And, adding to that sorry record, Ailes was an early, deposed villain of the #MeToo movement. (He resigned in 2016 from one of the most powerful positions in global media after former “Fox & Friends” host Gretchen Carlson sued him for sexual harassment; she eventually got a $20 million settlement.)
The flame-throwing writer Xeni Jardin offered a succinct anniversary tweet: “Remembering Roger Ailes, who died one year ago. We’re glad you’re dead.”
Now, we learn, Hollywood is gearing up to immortalize Ailes’s unsavory story in a biopic focusing on his fall from grace.
I take no pleasure in dancing on the man’s grave (well, maybe I do) but if the movie is true to the facts, then Ailes’s legacy will be tarnished further, justifiably so.
Charlize Theron, according to the Hollywood Reporter, will play Megyn Kelly, the former Fox star now at NBC, who was a key figure in bringing down Ailes when she lent her insider’s credibility to multiple women’s claims.
It's hard to argue with the casting of Theron, the accomplished, big-name actress who uncannily looks the part. (The movie is yet untitled, and there has been no announcement of who will play Ailes.)
The ensemble cast reportedly has a prominent place for a Carlson role, too. And that is only right.
Her suit, making the case that Ailes damaged her career after she refused his repeated sexual advances, was one of the early victories in the war against sexual harassment.
It was the first major chink in the armor that, for far too long, protected the likes of movie mogul Harvey Weinstein, NBC host Matt Lauer and so many others.
Bringing the Ailes story to a mass audience can be important in making sure that the sexual-harassment reckoning doesn’t backslide, something that’s all too possible.
“This is a story that has to represent the women involved and what happened correctly — for all women (and men) to understand,” Carlson told me by text on Tuesday.
She’s right. Ailes’s story needs to be understood by the mass audience that a Hollywood film can deliver — just as fact-based movies like “Spotlight” or “The Post” have helped many people understand how journalism works, and why it matters.

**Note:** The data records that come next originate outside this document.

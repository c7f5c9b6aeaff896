use axum::{
    http::StatusCode,
    response::{IntoResponse, Response},
};
use serde::Serialize;
use thiserror::Error;

use crate::response::{ApiResponse, Meta};

#[derive(Debug, Error)]
pub enum AppError {
    #[error("{0}")]
    NotFound(String),

    #[error("{0}")]
    BadRequest(String),

    #[error("{0}")]
    Conflict(String),

    #[error("{0}")]
    Unauthorized(String),

    #[error("Forbidden")]
    Forbidden,

    #[error("Database error")]
    DbError(#[from] sqlx::Error),

    #[error("ORM error")]
    OrmError(#[from] sea_orm::DbErr),

    #[error("Internal Server Error")]
    Internal(#[from] anyhow::Error),
}

impl AppError {
    pub fn status(&self) -> StatusCode {
        match self {
            AppError::NotFound(_) => StatusCode::NOT_FOUND,
            AppError::BadRequest(_) => StatusCode::BAD_REQUEST,
            AppError::Conflict(_) => StatusCode::CONFLICT,
            AppError::Unauthorized(_) => StatusCode::UNAUTHORIZED,
            AppError::Forbidden => StatusCode::FORBIDDEN,
            AppError::DbError(_) | AppError::OrmError(_) | AppError::Internal(_) => {
                StatusCode::INTERNAL_SERVER_ERROR
            }
        }
    }
}

#[derive(Serialize)]
struct ErrorData {
    error: String,
}

impl IntoResponse for AppError {
    fn into_response(self) -> Response {
        let status = self.status();
        match &self {
            AppError::DbError(err) => tracing::error!(error = %err, "database error"),
            AppError::OrmError(err) => tracing::error!(error = %err, "orm error"),
            AppError::Internal(err) => tracing::error!(error = %err, "internal error"),
            _ => {}
        }

        let message = self.to_string();
        let body = ApiResponse {
            message: message.clone(),
            data: Some(ErrorData { error: message }),
            meta: Some(Meta::empty()),
        };

        (status, axum::Json(body)).into_response()
    }
}

pub type AppResult<T> = Result<T, AppError>;

#[cfg(test)]
mod tests {
    use super::*;

    #[test]
    fn domain_errors_keep_their_message() {
        let err = AppError::Conflict("You have favorited this restaurant!".into());
        assert_eq!(err.status(), StatusCode::CONFLICT);
        assert_eq!(err.to_string(), "You have favorited this restaurant!");
    }

    #[test]
    fn internal_errors_hide_their_cause() {
        let err = AppError::Internal(anyhow::anyhow!("connection refused on 10.0.0.3"));
        assert_eq!(err.status(), StatusCode::INTERNAL_SERVER_ERROR);
        assert_eq!(err.to_string(), "Internal Server Error");
    }

    #[test]
    fn missing_records_map_to_404() {
        let resp = AppError::NotFound("User didn't exist!".into()).into_response();
        assert_eq!(resp.status(), StatusCode::NOT_FOUND);
    }
}
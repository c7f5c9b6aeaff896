use axum::{
    Json, Router,
    extract::{Path, State},
    routing::post,
};
use uuid::Uuid;

use crate::{
    error::AppResult,
    middleware::auth::AuthUser,
    models::Like,
    response::ApiResponse,
    services::like_service,
    state::AppState,
};

pub fn router() -> Router<AppState> {
    Router::new().route("/{restaurant_id}", post(add_like).delete(remove_like))
}

#[utoipa::path(
    post,
    path = "/api/like/{restaurant_id}",
    params(
        ("restaurant_id" = Uuid, Path, description = "Restaurant ID")
    ),
    responses(
        (status = 200, description = "Liked", body = ApiResponse<Like>),
        (status = 404, description = "Restaurant didn't exist"),
        (status = 409, description = "Already liked")
    ),
    security(("session_cookie" = []), ("bearer_auth" = [])),
    tag = "Likes"
)]
pub async fn add_like(
    State(state): State<AppState>,
    user: AuthUser,
    Path(restaurant_id): Path<Uuid>,
) -> AppResult<Json<ApiResponse<Like>>> {
    let resp = like_service::add_like(&state, &user, restaurant_id).await?;
    Ok(Json(resp))
}

#[utoipa::path(
    delete,
    path = "/api/like/{restaurant_id}",
    params(
        ("restaurant_id" = Uuid, Path, description = "Restaurant ID")
    ),
    responses(
        (status = 200, description = "Like removed", body = ApiResponse<serde_json::Value>),
        (status = 404, description = "Not liked")
    ),
    security(("session_cookie" = []), ("bearer_auth" = [])),
    tag = "Likes"
)]
pub async fn remove_like(
    State(state): State<AppState>,
    user: AuthUser,
    Path(restaurant_id): Path<Uuid>,
) -> AppResult<Json<ApiResponse<serde_json::Value>>> {
    let resp = like_service::remove_like(&state, &user, restaurant_id).await?;
    Ok(Json(resp))
}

Separately, the reporter and author Gabriel Sherman, who wrote the definitive biography of Ailes (and suffered the consequences by being turned into a target of retaliation) is working on a Showtime miniseries based on his book, “The Loudest Voice in the Room.”
But even without these worthwhile ventures, Ailes’s dark legacy will endure. He resides in every political moment.
In his obituary for Ailes, The Washington Post’s Marc Fisher described the cable network’s methods diplomatically: “Fox gave intensive coverage to stories that later collapsed under closer inspection.
Fisher quoted conservative-turned-liberal activist David Brock, author of “The Fox Effect” on what Ailes wrought.
“At Fox, Ailes has ushered in the era of post-truth politics. The facts no longer matter, only what is politically expedient, sensationalistic, and designed to confirm the preexisting opinions of a large audience.”
Included in the Fox repertoire was not only the lie that Barack Obama, the first black U.S. president, was born outside the United States, but also, Fisher recalled, “that Obama’s health reform initiative would impose death panels to determine which Americans might be refused medical care; or that human behavior played no role in global climate change.”
In more recent days, of course, Fox has become almost a form of state TV, and its biggest remaining star, Sean Hannity, is a presidential confidant and tireless Trump cheerleader.
“Our media landscape is now a perfect Ailes-ian dystopia, cleaved into camps of captive audiences geeked up on terror and disgust,” wrote Matt Taibbi in a blistering Rolling Stone assessment shortly after Ailes died. “The more scared and hate-filled we are, the more advertising dollars come pouring in, on both sides.”
In short, Ailes fostered hate, abused women and helped give us a divisive president.
If all goes well, Hollywood will immortalize him as an evildoer who got his comeuppance.
Who says there’s no good news any more?